Embora sua tese esteja alicerçada em Victor Goldschmidt e Maurice Merleau-Ponty, seu resultado está bem próximo do pensamento da nova geração da filosofia francesa, em particular de Deleuze e Foucault...
Sim. Afora o renovado interesse que a obra de Bergson tem despertado, minha tese está sendo publicada agora na França também como resgate de um momento da filosofia francesa dos anos 60.

Mas, ao mesmo tempo, trata-se também de uma certidão de nascimento da implantação da filosofia universitária no Brasil, via departamento de filosofia da USP. Como o sr. julga as recentes versões da história do departamento?
Concordo com a avaliação de Oswaldo Porchat, embora suas observações tenham sido deformadas de maneira odiosa. Talvez ele peque um pouco por uma profissão de fé analítica. Ele pensa mais ou menos como Paulo Arantes. Ambos acreditam que a tarefa da filosofia é descrever o mundo presente. Como não faço uma distinção fundamental entre história da filosofia e filosofia, não vejo como descrever a experiência contemporânea do mundo sem um pouco de história da filosofia.
Paulo Arantes, por sua vez, foi acusado tanto de ter feito um texto crítico ao departamento, como também de supervalorizá-lo. Seu livro não é uma coisa nem outra. Pelo contrário, mostra como, de certa maneira, a estratégia pedagógica inaugurada pelos franceses funcionou. Mas chega à conclusão de que esse acerto não é suficiente, que a filosofia deveria ir mais longe.

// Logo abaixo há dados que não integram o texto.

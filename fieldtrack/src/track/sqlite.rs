//! SQLite track store.
//!
//! Two tables: `sessions` holds one row per logging session and `points`
//! holds the track points. Times are stored as Unix milliseconds.

use std::path::Path;

use chrono::{DateTime, Utc};
use parking_lot::Mutex;
use rusqlite::{params, Connection, ErrorCode, OptionalExtension};
use tracing::{debug, info};

use super::session::{LogPoint, SessionId, SessionSummary};
use super::store::{PersistentTrackStore, StoreError};

const SCHEMA: &str = r#"
    CREATE TABLE IF NOT EXISTS sessions (
        id INTEGER PRIMARY KEY AUTOINCREMENT,
        name TEXT NOT NULL,
        started_at INTEGER NOT NULL,
        ended_at INTEGER,
        length_m REAL NOT NULL DEFAULT 0
    );

    CREATE TABLE IF NOT EXISTS points (
        id INTEGER PRIMARY KEY AUTOINCREMENT,
        session_id INTEGER NOT NULL REFERENCES sessions(id) ON DELETE CASCADE,
        longitude REAL NOT NULL,
        latitude REAL NOT NULL,
        altitude REAL NOT NULL,
        ts INTEGER NOT NULL
    );

    CREATE INDEX IF NOT EXISTS idx_points_session ON points(session_id);
"#;

/// Track store backed by a SQLite database file.
pub struct SqliteTrackStore {
    conn: Mutex<Connection>,
}

impl SqliteTrackStore {
    /// Open (or create) the database at `path`.
    pub fn open(path: &Path) -> Result<Self, StoreError> {
        if let Some(parent) = path.parent() {
            if !parent.as_os_str().is_empty() {
                std::fs::create_dir_all(parent).map_err(|e| {
                    StoreError::Write(format!("cannot create {}: {}", parent.display(), e))
                })?;
            }
        }

        let conn = Connection::open(path).map_err(map_sql_error)?;
        let store = Self::from_connection(conn)?;
        info!(path = %path.display(), "Opened track database");
        Ok(store)
    }

    /// Create an in-memory database.
    pub fn in_memory() -> Result<Self, StoreError> {
        Self::from_connection(Connection::open_in_memory().map_err(map_sql_error)?)
    }

    fn from_connection(conn: Connection) -> Result<Self, StoreError> {
        conn.execute_batch("PRAGMA foreign_keys = ON;")
            .map_err(map_sql_error)?;
        conn.execute_batch(SCHEMA).map_err(map_sql_error)?;
        Ok(Self {
            conn: Mutex::new(conn),
        })
    }

    /// Points of a session in insertion order.
    pub fn session_points(&self, session: SessionId) -> Result<Vec<LogPoint>, StoreError> {
        let conn = self.conn.lock();
        let mut stmt = conn
            .prepare(
                "SELECT longitude, latitude, altitude, ts FROM points
                 WHERE session_id = ?1 ORDER BY id",
            )
            .map_err(map_sql_error)?;

        let points = stmt
            .query_map(params![session], |row| {
                Ok(LogPoint::new(
                    row.get(0)?,
                    row.get(1)?,
                    row.get(2)?,
                    from_millis(row.get(3)?),
                ))
            })
            .map_err(map_sql_error)?
            .collect::<Result<Vec<_>, _>>()
            .map_err(map_sql_error)?;

        Ok(points)
    }
}

impl PersistentTrackStore for SqliteTrackStore {
    fn open_session(&self, name: &str, created_at: DateTime<Utc>) -> Result<SessionId, StoreError> {
        let conn = self.conn.lock();
        conn.execute(
            "INSERT INTO sessions (name, started_at) VALUES (?1, ?2)",
            params![name, created_at.timestamp_millis()],
        )
        .map_err(map_sql_error)?;

        let id = conn.last_insert_rowid();
        debug!(session_id = id, name, "Session row created");
        Ok(id)
    }

    fn append_point(&self, session: SessionId, point: &LogPoint) -> Result<(), StoreError> {
        let mut conn = self.conn.lock();
        let tx = conn.transaction().map_err(map_sql_error)?;

        let exists = tx
            .query_row(
                "SELECT 1 FROM sessions WHERE id = ?1",
                params![session],
                |_| Ok(()),
            )
            .optional()
            .map_err(map_sql_error)?;
        if exists.is_none() {
            return Err(StoreError::SessionNotFound(session));
        }

        tx.execute(
            "INSERT INTO points (session_id, longitude, latitude, altitude, ts)
             VALUES (?1, ?2, ?3, ?4, ?5)",
            params![
                session,
                point.longitude,
                point.latitude,
                point.altitude,
                point.timestamp.timestamp_millis()
            ],
        )
        .map_err(map_sql_error)?;

        tx.commit().map_err(map_sql_error)
    }

    fn close_session(&self, session: SessionId, ended_at: DateTime<Utc>) -> Result<(), StoreError> {
        let conn = self.conn.lock();
        let updated = conn
            .execute(
                "UPDATE sessions SET ended_at = ?2 WHERE id = ?1",
                params![session, ended_at.timestamp_millis()],
            )
            .map_err(map_sql_error)?;

        if updated == 0 {
            return Err(StoreError::SessionNotFound(session));
        }
        Ok(())
    }

    fn delete_session(&self, session: SessionId) -> Result<(), StoreError> {
        let mut conn = self.conn.lock();
        let tx = conn.transaction().map_err(map_sql_error)?;

        tx.execute("DELETE FROM points WHERE session_id = ?1", params![session])
            .map_err(map_sql_error)?;
        let deleted = tx
            .execute("DELETE FROM sessions WHERE id = ?1", params![session])
            .map_err(map_sql_error)?;
        if deleted == 0 {
            return Err(StoreError::SessionNotFound(session));
        }

        tx.commit().map_err(map_sql_error)
    }

    fn set_session_length(&self, session: SessionId, meters: f64) -> Result<(), StoreError> {
        let conn = self.conn.lock();
        let updated = conn
            .execute(
                "UPDATE sessions SET length_m = ?2 WHERE id = ?1",
                params![session, meters],
            )
            .map_err(map_sql_error)?;

        if updated == 0 {
            return Err(StoreError::SessionNotFound(session));
        }
        Ok(())
    }

    fn list_sessions(&self) -> Result<Vec<SessionSummary>, StoreError> {
        let conn = self.conn.lock();
        let mut stmt = conn
            .prepare(
                "SELECT s.id, s.name, s.started_at, s.ended_at, s.length_m,
                        (SELECT COUNT(*) FROM points p WHERE p.session_id = s.id)
                 FROM sessions s ORDER BY s.started_at, s.id",
            )
            .map_err(map_sql_error)?;

        let sessions = stmt
            .query_map([], |row| {
                Ok(SessionSummary {
                    id: row.get(0)?,
                    name: row.get(1)?,
                    started_at: from_millis(row.get(2)?),
                    ended_at: row.get::<_, Option<i64>>(3)?.map(from_millis),
                    length_meters: row.get(4)?,
                    point_count: row.get::<_, i64>(5)? as u64,
                })
            })
            .map_err(map_sql_error)?
            .collect::<Result<Vec<_>, _>>()
            .map_err(map_sql_error)?;

        Ok(sessions)
    }
}

fn from_millis(millis: i64) -> DateTime<Utc> {
    DateTime::from_timestamp_millis(millis).unwrap_or_default()
}

/// Map SQLite failures, singling out a full disk.
fn map_sql_error(e: rusqlite::Error) -> StoreError {
    match e.sqlite_error_code() {
        Some(ErrorCode::DiskFull) => StoreError::Exhausted(e.to_string()),
        _ => StoreError::Write(e.to_string()),
    }
}

#[cfg(test)]
mod tests {
    use super::*;
    use tempfile::TempDir;

    fn point(lon: f64) -> LogPoint {
        LogPoint::new(lon, 46.49, 260.0, Utc::now())
    }

    #[test]
    fn test_append_and_read_back() {
        let store = SqliteTrackStore::in_memory().unwrap();
        let id = store.open_session("trackA", Utc::now()).unwrap();

        store.append_point(id, &point(11.35)).unwrap();
        store.append_point(id, &point(11.36)).unwrap();

        let points = store.session_points(id).unwrap();
        assert_eq!(points.len(), 2);
        assert_eq!(points[0].longitude, 11.35);
        assert_eq!(points[1].longitude, 11.36);
        assert_eq!(points[1].altitude, 260.0);
    }

    #[test]
    fn test_close_sets_end_and_length() {
        let store = SqliteTrackStore::in_memory().unwrap();
        let id = store.open_session("trackA", Utc::now()).unwrap();
        store.append_point(id, &point(11.35)).unwrap();

        store.set_session_length(id, 42.0).unwrap();
        store.close_session(id, Utc::now()).unwrap();

        let sessions = store.list_sessions().unwrap();
        assert_eq!(sessions.len(), 1);
        assert!(sessions[0].is_closed());
        assert_eq!(sessions[0].length_meters, 42.0);
        assert_eq!(sessions[0].point_count, 1);
    }

    #[test]
    fn test_delete_removes_session_and_points() {
        let store = SqliteTrackStore::in_memory().unwrap();
        let id = store.open_session("trackA", Utc::now()).unwrap();
        store.append_point(id, &point(11.35)).unwrap();

        store.delete_session(id).unwrap();

        assert!(store.list_sessions().unwrap().is_empty());
        assert!(store.session_points(id).unwrap().is_empty());
        assert!(matches!(
            store.delete_session(id),
            Err(StoreError::SessionNotFound(_))
        ));
    }

    #[test]
    fn test_append_to_missing_session() {
        let store = SqliteTrackStore::in_memory().unwrap();
        let result = store.append_point(99, &point(11.35));
        assert!(matches!(result, Err(StoreError::SessionNotFound(99))));
    }

    #[test]
    fn test_persists_across_reopen() {
        let temp = TempDir::new().unwrap();
        let path = temp.path().join("nested").join("tracks.db");

        let id = {
            let store = SqliteTrackStore::open(&path).unwrap();
            let id = store.open_session("trackA", Utc::now()).unwrap();
            store.append_point(id, &point(11.35)).unwrap();
            id
        };

        let store = SqliteTrackStore::open(&path).unwrap();
        assert_eq!(store.session_points(id).unwrap().len(), 1);
    }

    #[test]
    fn test_timestamps_round_trip_to_millis() {
        let store = SqliteTrackStore::in_memory().unwrap();
        let started = DateTime::from_timestamp_millis(1_700_000_000_123).unwrap();
        store.open_session("trackA", started).unwrap();

        let sessions = store.list_sessions().unwrap();
        assert_eq!(sessions[0].started_at, started);
        assert!(sessions[0].ended_at.is_none());
    }
}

Há também quem defenda que o departamento deva tomar a direção da especialização, o que desemboca num certo tecnicismo...
O tecnicismo é mortal para a filosofia. O coeficiente de tecnicidade da filosofia é inversamente proporcional ao coeficiente de significação e de interesse. Com certeza, a filosofia implica certa dose de tecnicidade. Mas aquilo que configura hoje o seu "mainstream", que é de inspiração analítica, corresponde a um esvaziamento total da filosofia.

Marilena Chaui salienta que o método do departamento não se limita à análise estrutural de textos, mas incorpora também uma interpretação da cultura, pela associação da história da filosofia com a história das ciências, das artes etc., sem deixar de lado a matriz social e política da história.
Estou rigorosamente de acordo com ela. Aliás, a oposição entre ela e Paulo Arantes não existe propriamente. A não ser pelo fato de o Paulo ter a mania de dizer que não faz filosofia. Mas o que é seu livro sobre o abc da miséria alemã ("O Ressentimento da Dialética", Paz e Terra) senão uma tentativa de iluminar o presente à luz da história cultural e social (que são indissociáveis). Os modos de filosofar de Paulo e Marilena talvez sejam menos distantes do que ambos pensam. Sei que têm estilos e perspectivas diferentes, mas sou sensível a algo que há de comum entre os dois e que talvez não seja tão visível nem para um nem para outro: certa concepção realista da filosofia, prática e humana.
O que não está em desacordo com a vertente clássica da filosofia, não sendo necessariamente índice de "antifilosofia". Tenho a impressão de que tanto Edmund Husserl quanto Ludwig Wittgenstein dizem que a filosofia é uma enorme ginástica intelectual que tem por único objetivo tornar visível aquilo que está na cara. Quer dizer, não constitui exatamente uma espécie de superdiscurso e de super-saber, mas procura tornar nossa experiência um pouco mais transparente.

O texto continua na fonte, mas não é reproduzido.